Toutes ces distinctions, subtiles, à ce qu’il semble, n’en sont pas moins légitimes, nécessaires même pour la constitution de la psychologie générale et des psychologies spéciales. Toutes ces analyses pénétrantes nous rapprochent de l’unité de doctrine, en ayant l’air d’étendre toujours davantage le domaine du divers. Ne pressent-on même pas déjà leur tendance à se pousser comme d’elles-mêmes vers la synthèse ? M. Paulhan suppose que les sous-personnalités essentielles peuvent se ramener pour chaque homme au nombre de sept ou huit. Il admet qu’une personnalité dominante peut et doit se subordonner le plus grand nombre possible de sous-personnalités, et il nous en offre un exemple remarquable dans la vie scientifique de Darwin. M. Fonsegrive, de son côté, fait une déclaration à peu près semblable : il ne lui « paraît pas impossible que le personnage verbal entre à son tour dans le caractère véritable, que cette croûte superficielle arrive à former le fond même de la nature ». C’est là, dit-il, une grande fin à réaliser.
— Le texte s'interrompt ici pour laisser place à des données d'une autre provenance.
//! Event bus for pipeline, connection and scanner notifications
//!
//! Uses tokio::sync::broadcast for pub/sub pattern.
//! This is the event surface exposed to a UI or service host.

use serde::{Deserialize, Serialize};
use std::sync::Arc;
use tokio::sync::broadcast;

use crate::connection::ConnectionState;
use crate::discovery::DiscoveredDevice;
use crate::error::ErrorKind;

/// Event types that can be published on the bus
#[derive(Debug, Clone, Serialize, Deserialize)]
#[serde(tag = "type", content = "payload")]
pub enum BusEvent {
    /// The controller connection was (re-)established
    Connected { endpoint: String },
    /// Any error condition, classified
    ConnectionError { code: ErrorKind, message: String },
    ConnectionStateChanged { state: ConnectionState },
    /// Capture started or stopped
    CaptureStatus { capturing: bool },
    DeviceDiscovered { device: DiscoveredDevice },
    ShuttingDown,
}

/// Event bus handle for publishing and subscribing
#[derive(Clone)]
pub struct EventBus {
    sender: broadcast::Sender<BusEvent>,
}

impl EventBus {
    /// Create a new event bus with specified capacity
    pub fn new(capacity: usize) -> Self {
        let (sender, _) = broadcast::channel(capacity);
        Self { sender }
    }

    /// Publish an event to all subscribers
    pub fn publish(&self, event: BusEvent) {
        // Ignore send errors (no subscribers)
        let _ = self.sender.send(event);
    }

    pub fn subscribe(&self) -> broadcast::Receiver<BusEvent> {
        self.sender.subscribe()
    }

    pub fn subscriber_count(&self) -> usize {
        self.sender.receiver_count()
    }
}

impl Default for EventBus {
    fn default() -> Self {
        Self::new(256)
    }
}

/// Shared event bus wrapped in Arc for thread-safe sharing
pub type SharedBus = Arc<EventBus>;

pub fn create_bus() -> SharedBus {
    Arc::new(EventBus::default())
}

#[cfg(test)]
mod tests {
    use super::*;

    #[tokio::test]
    async fn test_pubsub() {
        let bus = create_bus();
        let mut rx = bus.subscribe();

        bus.publish(BusEvent::ConnectionError {
            code: ErrorKind::Transport,
            message: "reset".to_string(),
        });

        match rx.recv().await.unwrap() {
            BusEvent::ConnectionError { code, message } => {
                assert_eq!(code, ErrorKind::Transport);
                assert_eq!(message, "reset");
            }
            other => panic!("Wrong event type: {:?}", other),
        }
    }

    #[tokio::test]
    async fn test_multiple_subscribers() {
        let bus = create_bus();
        let mut rx1 = bus.subscribe();
        let mut rx2 = bus.subscribe();

        bus.publish(BusEvent::CaptureStatus { capturing: true });

        assert!(matches!(
            rx1.recv().await.unwrap(),
            BusEvent::CaptureStatus { capturing: true }
        ));
        assert!(matches!(
            rx2.recv().await.unwrap(),
            BusEvent::CaptureStatus { capturing: true }
        ));
    }

    #[test]
    fn test_event_serialization_shape() {
        let json = serde_json::to_value(BusEvent::CaptureStatus { capturing: false }).unwrap();
        assert_eq!(json["type"], "CaptureStatus");
        assert_eq!(json["payload"]["capturing"], false);
    }
}
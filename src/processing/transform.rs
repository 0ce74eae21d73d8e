//! Tone mapping: brightness, contrast, saturation and output levels.

use serde::{Deserialize, Serialize};

use crate::color::Rgb;
use crate::error::{BridgeError, BridgeResult};

/// All values in percent; 100/100/100/0/100 is the identity.
#[derive(Debug, Clone, Copy, PartialEq, Eq, Serialize, Deserialize)]
#[serde(default)]
pub struct TransformConfig {
    pub brightness: u16,
    pub contrast: u16,
    pub saturation: u16,
    pub black_level: u8,
    pub white_level: u8,
}

impl Default for TransformConfig {
    fn default() -> Self {
        Self::IDENTITY
    }
}

impl TransformConfig {
    pub const IDENTITY: TransformConfig = TransformConfig {
        brightness: 100,
        contrast: 100,
        saturation: 100,
        black_level: 0,
        white_level: 100,
    };

    pub fn is_identity(&self) -> bool {
        *self == Self::IDENTITY
    }

    pub fn validate(&self) -> BridgeResult<()> {
        if self.white_level > 100 {
            return Err(BridgeError::config(format!(
                "white level {}% exceeds 100%",
                self.white_level
            )));
        }
        if self.black_level >= self.white_level {
            return Err(BridgeError::config(format!(
                "black level {}% must be below white level {}%",
                self.black_level, self.white_level
            )));
        }
        Ok(())
    }
}

/// Stateless per-frame color transform.
///
/// With neutral saturation every channel is independent, so the chain is
/// baked into a 256-entry table once at construction.
#[derive(Debug, Clone)]
pub struct ColorTransform {
    config: TransformConfig,
    brightness: f32,
    contrast: f32,
    saturation: f32,
    black: f32,
    white: f32,
    lut: Option<[u8; 256]>,
}

impl ColorTransform {
    pub fn new(config: TransformConfig) -> Self {
        let mut transform = Self {
            config,
            brightness: config.brightness as f32 / 100.0,
            contrast: config.contrast as f32 / 100.0,
            saturation: config.saturation as f32 / 100.0,
            black: config.black_level as f32 * 255.0 / 100.0,
            white: config.white_level as f32 * 255.0 / 100.0,
            lut: None,
        };
        if !config.is_identity() && config.saturation == 100 {
            let mut lut = [0u8; 256];
            for (v, slot) in lut.iter_mut().enumerate() {
                *slot = to_byte(transform.levels(transform.tone(v as f32)));
            }
            transform.lut = Some(lut);
        }
        transform
    }

    pub fn config(&self) -> &TransformConfig {
        &self.config
    }

    pub fn uses_lut(&self) -> bool {
        self.lut.is_some()
    }

    /// Transform `colors` in place.
    pub fn apply(&self, colors: &mut [Rgb]) {
        if self.config.is_identity() {
            return;
        }
        match &self.lut {
            Some(lut) => {
                for c in colors.iter_mut() {
                    c.set(lut[c.r as usize], lut[c.g as usize], lut[c.b as usize]);
                }
            }
            None => self.apply_per_pixel(colors),
        }
    }

    /// The full per-pixel computation, bypassing the lookup table.
    pub fn apply_per_pixel(&self, colors: &mut [Rgb]) {
        if self.config.is_identity() {
            return;
        }
        for c in colors.iter_mut() {
            let mut r = self.tone(c.r as f32);
            let mut g = self.tone(c.g as f32);
            let mut b = self.tone(c.b as f32);

            if self.config.saturation != 100 {
                let luma = 0.299 * r + 0.587 * g + 0.114 * b;
                r = clamp(luma + (r - luma) * self.saturation);
                g = clamp(luma + (g - luma) * self.saturation);
                b = clamp(luma + (b - luma) * self.saturation);
            }

            c.set(
                to_byte(self.levels(r)),
                to_byte(self.levels(g)),
                to_byte(self.levels(b)),
            );
        }
    }

    /// Brightness then contrast, on one channel.
    #[inline]
    fn tone(&self, v: f32) -> f32 {
        let v = clamp(v * self.brightness);
        clamp(128.0 + (v - 128.0) * self.contrast)
    }

    #[inline]
    fn levels(&self, v: f32) -> f32 {
        if v <= self.black {
            0.0
        } else if v >= self.white {
            255.0
        } else {
            (v - self.black) * 255.0 / (self.white - self.black)
        }
    }
}

#[inline]
fn clamp(v: f32) -> f32 {
    v.clamp(0.0, 255.0)
}

#[inline]
fn to_byte(v: f32) -> u8 {
    clamp(v).round() as u8
}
Si l’on veut établir « l’harmonie exquise des fonctions intellectuelles et morales », ou « l’homogénéité morale, c’est au personnage verbal obéissant aux lois logiques qu’il faut s’adresser ».

Ce n’est donc pas à nos psychologues les moins ennemis de la métaphysique qu’il faut reprocher de vouloir appliquer au rebours le vieil adage métaphysique : Non entia præter rationem multipli-

  1. L’Homogénéité morale, Revue philosophique, juillet 1890.